# WW2 Weekend Reading PA



## B-17engineer (Jun 3, 2016)

Anyone going to be there Saturday? I will be in attendance, leaving Jersey today to spend the night and head over tomorrow for the show....

WELCOME TO THE MID-ATLANTIC AIR MUSEUM'S WORLD WAR II WEEKEND


----------



## Airframes (Jun 3, 2016)

Bit far for me to travel in the 'Tin Tent' H, but I hope you have a good time - and get plenty of pics !


----------



## B-17engineer (Jun 3, 2016)

Will try! Camera is Kaputt this year so my phone it is!


----------



## Airframes (Jun 3, 2016)

Good stuff H - do your best, and I look forward to the pics.


----------



## B-17engineer (Jun 3, 2016)

Thanks sir!
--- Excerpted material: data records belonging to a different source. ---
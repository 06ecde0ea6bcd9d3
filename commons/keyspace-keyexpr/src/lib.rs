//
// Copyright (c) 2023 ZettaScale Technology
//
// This program and the accompanying materials are made available under the
// terms of the Eclipse Public License 2.0 which is available at
// http://www.eclipse.org/legal/epl-2.0, or the Apache License, Version 2.0
// which is available at https://www.apache.org/licenses/LICENSE-2.0.
//
// SPDX-License-Identifier: EPL-2.0 OR Apache-2.0
//
// Contributors:
//   ZettaScale Zenoh Team, <zenoh@zettascale.tech>
//

//! ⚠️ WARNING ⚠️
//!
//! This crate is intended for keyspace's internal use.
//!
//! [`keyexpr`] and [`OwnedKeyExpr`] provide statically checked string types that hold canon key
//! expressions, together with the set relations between them:
//! [`intersects`](keyexpr::intersects), [`includes`](keyexpr::includes) and
//! [`relation_to`](keyexpr::relation_to).
pub mod key_expr;

pub use key_expr::*;
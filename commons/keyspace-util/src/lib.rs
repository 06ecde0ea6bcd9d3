//
// Copyright (c) 2023 ZettaScale Technology
//
// This program and the accompanying materials are made available under the
// terms of the Eclipse Public License 2.0 which is available at
// http://www.eclipse.org/legal/epl-2.0, or the Apache License, Version 2.0
// which is available at https://www.apache.org/licenses/LICENSE-2.0.
//
// SPDX-License-Identifier: EPL-2.0 OR Apache-2.0
//
// Contributors:
//   ZettaScale Zenoh Team, <zenoh@zettascale.tech>
//

//! ⚠️ WARNING ⚠️
//!
//! This crate is intended for keyspace's internal use.
pub mod log;
pub use log::*;
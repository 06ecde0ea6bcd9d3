//
// Copyright (c) 2023 ZettaScale Technology
//
// This program and the accompanying materials are made available under the
// terms of the Eclipse Public License 2.0 which is available at
// http://www.eclipse.org/legal/epl-2.0, or the Apache License, Version 2.0
// which is available at https://www.apache.org/licenses/LICENSE-2.0.
//
// SPDX-License-Identifier: EPL-2.0 OR Apache-2.0
//
// Contributors:
//   ZettaScale Zenoh Team, <zenoh@zettascale.tech>
//
//! Logging setup.
//!
//! Keyspace reports through [`tracing`]. The functions below install a global subscriber,
//! either the formatting one driven by `RUST_LOG` or a [`LogSink`] handing every event to a
//! callback, which is how the C bindings forward logs to their host.
use std::{fmt, thread};

use tracing::{
    field::{Field, Visit},
    span, Event, Level, Metadata, Subscriber,
};
use tracing_subscriber::{
    layer::{Context, SubscriberExt},
    registry::LookupSpan,
    EnvFilter, Layer,
};

/// Installs the formatting subscriber if `RUST_LOG` is set, and does nothing otherwise.
///
/// The installed subscriber lives until the process exits, so leak checkers such as
/// `valgrind` will report it (<https://github.com/tokio-rs/tracing/issues/2069>).
pub fn try_init_log_from_env() {
    if let Ok(filter) = EnvFilter::try_from_default_env() {
        install_fmt(filter);
    }
}

/// Installs the formatting subscriber, filtered by `RUST_LOG` or by `fallback` when unset.
pub fn init_log_from_env_or<S: AsRef<str>>(fallback: S) {
    let filter = EnvFilter::try_from_default_env().unwrap_or_else(|_| EnvFilter::new(fallback));
    install_fmt(filter);
}

fn install_fmt(filter: EnvFilter) {
    let subscriber = tracing_subscriber::fmt()
        .with_env_filter(filter)
        .with_target(true)
        .with_thread_names(true)
        .finish();
    // Losing the race against another global subscriber is fine.
    let _ = tracing::subscriber::set_global_default(subscriber);
}

/// One event, flattened for consumers outside of `tracing`.
#[derive(Debug, Clone)]
pub struct LogRecord {
    pub level: Level,
    pub target: String,
    pub message: String,
    /// Source file and line, when the event carries them.
    pub location: Option<(&'static str, u32)>,
    pub thread_name: Option<String>,
    /// Fields of the enclosing spans, outermost first, then the event's own fields.
    pub fields: Vec<(&'static str, String)>,
}

impl LogRecord {
    pub fn field(&self, name: &str) -> Option<&str> {
        self.fields
            .iter()
            .rev()
            .find(|(n, _)| *n == name)
            .map(|(_, v)| v.as_str())
    }
}

/// Strings are kept verbatim, everything else goes through `Debug`.
struct Collect<'a> {
    message: Option<&'a mut String>,
    fields: &'a mut Vec<(&'static str, String)>,
}

impl Collect<'_> {
    fn push(&mut self, field: &Field, value: String) {
        match (&mut self.message, field.name()) {
            (Some(message), "message") => **message = value,
            _ => self.fields.push((field.name(), value)),
        }
    }
}

impl Visit for Collect<'_> {
    fn record_str(&mut self, field: &Field, value: &str) {
        self.push(field, value.to_owned());
    }

    fn record_debug(&mut self, field: &Field, value: &dyn fmt::Debug) {
        self.push(field, format!("{value:?}"));
    }
}

struct SpanFields(Vec<(&'static str, String)>);

/// A [`Layer`] turning each enabled event into a [`LogRecord`].
pub struct LogSink<F, C> {
    filter: F,
    callback: C,
}

impl<F, C> LogSink<F, C>
where
    F: Fn(&Metadata<'_>) -> bool,
    C: Fn(LogRecord),
{
    pub fn new(filter: F, callback: C) -> Self {
        LogSink { filter, callback }
    }
}

impl<S, F, C> Layer<S> for LogSink<F, C>
where
    S: Subscriber + for<'a> LookupSpan<'a>,
    F: Fn(&Metadata<'_>) -> bool + 'static,
    C: Fn(LogRecord) + 'static,
{
    fn enabled(&self, metadata: &Metadata<'_>, _: Context<'_, S>) -> bool {
        (self.filter)(metadata)
    }

    fn on_new_span(&self, attrs: &span::Attributes<'_>, id: &span::Id, ctx: Context<'_, S>) {
        if let Some(span) = ctx.span(id) {
            let mut fields = Vec::new();
            attrs.record(&mut Collect {
                message: None,
                fields: &mut fields,
            });
            span.extensions_mut().insert(SpanFields(fields));
        }
    }

    fn on_record(&self, id: &span::Id, values: &span::Record<'_>, ctx: Context<'_, S>) {
        let Some(span) = ctx.span(id) else {
            return;
        };
        if let Some(SpanFields(fields)) = span.extensions_mut().get_mut::<SpanFields>() {
            values.record(&mut Collect {
                message: None,
                fields,
            });
        };
    }

    fn on_event(&self, event: &Event<'_>, ctx: Context<'_, S>) {
        let meta = event.metadata();
        let mut fields = Vec::new();
        for span in ctx.event_scope(event).into_iter().flat_map(|s| s.from_root()) {
            if let Some(SpanFields(own)) = span.extensions().get::<SpanFields>() {
                fields.extend(own.iter().cloned());
            }
        }
        let mut message = String::new();
        event.record(&mut Collect {
            message: Some(&mut message),
            fields: &mut fields,
        });
        (self.callback)(LogRecord {
            level: *meta.level(),
            target: meta.target().to_owned(),
            message,
            location: meta.file().zip(meta.line()),
            thread_name: thread::current().name().map(str::to_owned),
            fields,
        });
    }
}

/// Installs a global subscriber made of a single [`LogSink`].
pub fn init_log_with_callback(
    filter: impl Fn(&Metadata<'_>) -> bool + Send + Sync + 'static,
    callback: impl Fn(LogRecord) + Send + Sync + 'static,
) {
    let subscriber = tracing_subscriber::registry().with(LogSink::new(filter, callback));
    let _ = tracing::subscriber::set_global_default(subscriber);
}
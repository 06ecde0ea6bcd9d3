//
// Copyright (c) 2023 ZettaScale Technology
//
// This program and the accompanying materials are made available under the
// terms of the Eclipse Public License 2.0 which is available at
// http://www.eclipse.org/legal/epl-2.0, or the Apache License, Version 2.0
// which is available at https://www.apache.org/licenses/LICENSE-2.0.
//
// SPDX-License-Identifier: EPL-2.0 OR Apache-2.0
//
// Contributors:
//   ZettaScale Zenoh Team, <zenoh@zettascale.tech>
//
pub(crate) mod key_expr;
pub(crate) mod parameters;
pub(crate) mod selector;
Been trying to get back into modeling and the whole deal but going through college and working is just zapping me of any time I may have had grrrr


----------



## Airframes (Jun 3, 2016)

I can understand that H - my youngest daughter graduated from University in London last October, an we'd tried to arrange a meeting at Duxford for over a year, without success, due to her limited time !
Hoping to meet-up with her at DX sometime this year.


----------



## Wayne Little (Jun 4, 2016)

Hey Harrison, hope you doing well mate.


----------